- **What you need to do**
From the entries below, list each line with "TcpListener".

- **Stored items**

● ● ● ●

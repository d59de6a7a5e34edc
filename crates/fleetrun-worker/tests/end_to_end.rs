//! Workers against a real control plane over HTTP.

use std::sync::Arc;
use std::time::Duration;

use tokio::net::TcpListener;
use tokio_util::sync::CancellationToken;

use fleetrun_client::http::HttpClient;
use fleetrun_control_plane::{http, AppState, Config};
use fleetrun_core::{JobSpec, JobStatus, TaskTemplate, WorkerCapability};
use fleetrun_worker::{AgentConfig, AgentStats, EchoExecutor, WorkerAgent};

async fn start_control_plane() -> (Arc<AppState>, HttpClient) {
    let state = AppState::with_config(Config {
        heartbeat_interval_ms: 20,
        liveness_timeout_ms: 2_000,
        ..Config::default()
    });
    let listener = TcpListener::bind("127.0.0.1:0").await.unwrap();
    let addr = listener.local_addr().unwrap();
    let router = http::create_router(state.clone());
    tokio::spawn(async move {
        axum::serve(listener, router).await.unwrap();
    });

    (state, HttpClient::new(&format!("http://{addr}")))
}

fn agent(client: &HttpClient, hostname: &str) -> WorkerAgent {
    WorkerAgent::new(
        Arc::new(client.clone()),
        Arc::new(EchoExecutor::new().with_delay(Duration::from_millis(5))),
        AgentConfig {
            capability: WorkerCapability::new(hostname),
            poll_interval: Duration::from_millis(10),
            retry_delay: Duration::from_millis(10),
            idle_shutdown: Some(Duration::from_millis(300)),
            ..AgentConfig::default()
        },
    )
}

async fn run_all(agents: Vec<WorkerAgent>) -> Vec<AgentStats> {
    let handles: Vec<_> = agents
        .into_iter()
        .map(|agent| tokio::spawn(async move { agent.run(CancellationToken::new()).await }))
        .collect();

    let mut stats = Vec::new();
    for handle in handles {
        let result = tokio::time::timeout(Duration::from_secs(20), handle)
            .await
            .unwrap()
            .unwrap()
            .unwrap();
        stats.push(result);
    }
    stats
}

#[tokio::test]
async fn test_two_workers_complete_a_job() {
    let (_state, client) = start_control_plane().await;
    let submitted = client
        .submit_job(
            JobSpec::new("iris", TaskTemplate::new("echo"), 10, "datasets/iris.csv"),
            "alice",
        )
        .await
        .unwrap();
    assert_eq!(submitted.total_tasks, 10);

    let stats = run_all(vec![agent(&client, "node-1"), agent(&client, "node-2")]).await;
    let succeeded: u64 = stats.iter().map(|s| s.tasks_succeeded).sum();
    assert_eq!(succeeded, 10);
    assert!(stats.iter().all(|s| s.reports_rejected == 0));

    let job = client.get_job(&submitted.job_id).await.unwrap();
    assert_eq!(job.status, JobStatus::Completed);
    assert_eq!(job.completed_tasks, 10);
    assert!((job.progress - 1.0).abs() < f64::EPSILON);
    assert_eq!(job.aggregate_metrics.samples, 10);

    let workers = client.list_workers().await.unwrap().workers;
    assert_eq!(workers.len(), 2);
    let completed: u64 = workers.iter().map(|w| w.completed_count).sum();
    assert_eq!(completed, 10);
}

#[tokio::test]
async fn test_failing_task_exhausts_retries() {
    let (_state, client) = start_control_plane().await;
    let mut template = TaskTemplate::new("echo");
    template.parameters = serde_json::json!({ "fail": true });
    let submitted = client
        .submit_job(
            JobSpec::new("broken", template, 1, "datasets/iris.csv").with_max_retries(3),
            "alice",
        )
        .await
        .unwrap();

    let stats = run_all(vec![agent(&client, "node-1")]).await;
    assert_eq!(stats[0].tasks_failed, 3);

    let job = client.get_job(&submitted.job_id).await.unwrap();
    assert_eq!(job.status, JobStatus::FailedPartial);
    assert_eq!(job.failed_tasks, 1);
}

#[tokio::test]
async fn test_cancelled_job_stops_running_task() {
    let (state, client) = start_control_plane().await;
    let submitted = client
        .submit_job(
            JobSpec::new("long", TaskTemplate::new("echo"), 1, "datasets/iris.csv"),
            "alice",
        )
        .await
        .unwrap();

    let slow = WorkerAgent::new(
        Arc::new(client.clone()),
        Arc::new(EchoExecutor::new().with_delay(Duration::from_secs(30))),
        AgentConfig {
            capability: WorkerCapability::new("node-1"),
            poll_interval: Duration::from_millis(10),
            idle_shutdown: Some(Duration::from_millis(200)),
            ..AgentConfig::default()
        },
    );
    let handle = tokio::spawn(async move { slow.run(CancellationToken::new()).await });

    // Wait for the task to be picked up before cancelling.
    for _ in 0..200 {
        if state.queue.is_empty().await {
            break;
        }
        tokio::time::sleep(Duration::from_millis(5)).await;
    }
    client.cancel_job(&submitted.job_id).await.unwrap();

    let stats = tokio::time::timeout(Duration::from_secs(10), handle)
        .await
        .unwrap()
        .unwrap()
        .unwrap();
    assert_eq!(stats.tasks_failed, 1);

    let job = client.get_job(&submitted.job_id).await.unwrap();
    assert_eq!(job.status, JobStatus::Cancelled);
}
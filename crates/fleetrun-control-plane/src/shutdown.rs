//! Graceful shutdown on SIGINT / SIGTERM.

use tokio_util::sync::CancellationToken;
use tracing::{info, warn};

/// Install a handler that cancels the returned token on SIGINT or SIGTERM.
///
/// Every long-running subsystem watches the token and drains when it fires.
pub fn install_shutdown_handler() -> CancellationToken {
    let token = CancellationToken::new();
    let trigger = token.clone();

    tokio::spawn(async move {
        wait_for_signal().await;
        trigger.cancel();
    });

    token
}

#[cfg(unix)]
async fn wait_for_signal() {
    use tokio::signal::unix::{signal, SignalKind};

    let mut sigterm = match signal(SignalKind::terminate()) {
        Ok(sigterm) => sigterm,
        Err(e) => {
            warn!(error = %e, "Failed to install SIGTERM handler, listening for Ctrl-C only");
            ctrl_c().await;
            return;
        }
    };

    tokio::select! {
        _ = sigterm.recv() => info!("Received SIGTERM, initiating graceful shutdown"),
        _ = ctrl_c() => {}
    }
}

#[cfg(not(unix))]
async fn wait_for_signal() {
    ctrl_c().await;
}

async fn ctrl_c() {
    match tokio::signal::ctrl_c().await {
        Ok(()) => info!("Received SIGINT, initiating graceful shutdown"),
        Err(e) => {
            warn!(error = %e, "Failed to listen for Ctrl-C");
            std::future::pending::<()>().await;
        }
    }
}
//! Task scheduler - pairs workers with pending tasks.
//!
//! Workers pull: a worker asks for work and the scheduler hands it the first
//! eligible task from the queue. Registration and heartbeats go through here
//! as well since they decide whether a worker may receive work at all.

use std::sync::Arc;

use chrono::Utc;
use tracing::{debug, info};

use fleetrun_core::{CoreError, WorkerCapability, WorkerId, WorkerStatus};
use fleetrun_proto::{Assignment, HeartbeatRequest, HeartbeatResponse};

use crate::coordinator::JobCoordinator;
use crate::metrics::Counters;
use crate::queue::TaskQueue;
use crate::registry::WorkerRegistry;
use crate::store::JobStore;

/// Task scheduler.
pub struct Scheduler {
    store: Arc<JobStore>,
    queue: Arc<TaskQueue>,
    registry: Arc<WorkerRegistry>,
    coordinator: Arc<JobCoordinator>,
    counters: Arc<Counters>,
}

impl Scheduler {
    pub fn new(
        store: Arc<JobStore>,
        queue: Arc<TaskQueue>,
        registry: Arc<WorkerRegistry>,
        coordinator: Arc<JobCoordinator>,
        counters: Arc<Counters>,
    ) -> Self {
        Self {
            store,
            queue,
            registry,
            coordinator,
            counters,
        }
    }

    /// Register a worker and return its id.
    pub async fn register_worker(&self, capability: WorkerCapability) -> WorkerId {
        self.registry.register(capability, Utc::now()).await
    }

    /// Refresh a worker's liveness and tell it which held tasks to abandon.
    pub async fn heartbeat(
        &self,
        worker_id: &WorkerId,
        request: &HeartbeatRequest,
    ) -> HeartbeatResponse {
        let outcome = self.registry.heartbeat(worker_id, request, Utc::now()).await;
        let cancelled_task_ids = self.coordinator.cancelled_among(&outcome.held).await;
        if !cancelled_task_ids.is_empty() {
            debug!(
                worker_id = %worker_id,
                tasks = ?cancelled_task_ids,
                "Telling worker to abandon cancelled tasks"
            );
        }

        HeartbeatResponse {
            ack: true,
            readmitted: outcome.readmitted,
            cancelled_task_ids,
        }
    }

    /// Hand the worker its next task, if any fits.
    ///
    /// A capability in the request replaces the one given at registration.
    /// Returns `None` when the worker is at capacity or nothing matches.
    pub async fn request_task(
        &self,
        worker_id: &WorkerId,
        capability: Option<WorkerCapability>,
    ) -> Result<Option<Assignment>, CoreError> {
        let handle = self
            .registry
            .get(worker_id)
            .await
            .ok_or_else(|| CoreError::WorkerNotFound(worker_id.to_string()))?;

        // Held for the whole dequeue so the liveness monitor cannot expire the
        // worker between the assignment and recording it as held.
        let mut worker = handle.lock().await;
        if worker.status == WorkerStatus::Unreachable {
            return Err(CoreError::WorkerUnreachable(worker_id.to_string()));
        }

        let now = Utc::now();
        worker.touch(now);
        if let Some(capability) = capability {
            worker.capability = capability;
        }
        if !worker.has_capacity() {
            debug!(
                worker_id = %worker_id,
                held = worker.current_tasks.len(),
                "Worker at capacity"
            );
            return Ok(None);
        }

        let assignment = self
            .queue
            .dequeue(&self.store, worker_id, &worker.capability, now)
            .await;

        if let Some(assignment) = &assignment {
            worker.hold(assignment.task_id.clone());
            Counters::incr(&self.counters.tasks_assigned);
            info!(
                task_id = %assignment.task_id,
                job_id = %assignment.job_id,
                worker_id = %worker_id,
                ordinal = assignment.ordinal,
                attempt = assignment.attempt,
                "Assigning task to worker"
            );
        }

        Ok(assignment)
    }
}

● ● ● ●

- **Expected answer**
use tokio::net::TcpListener;
    let listener = TcpListener::bind("127.0.0.1:0").await.unwrap();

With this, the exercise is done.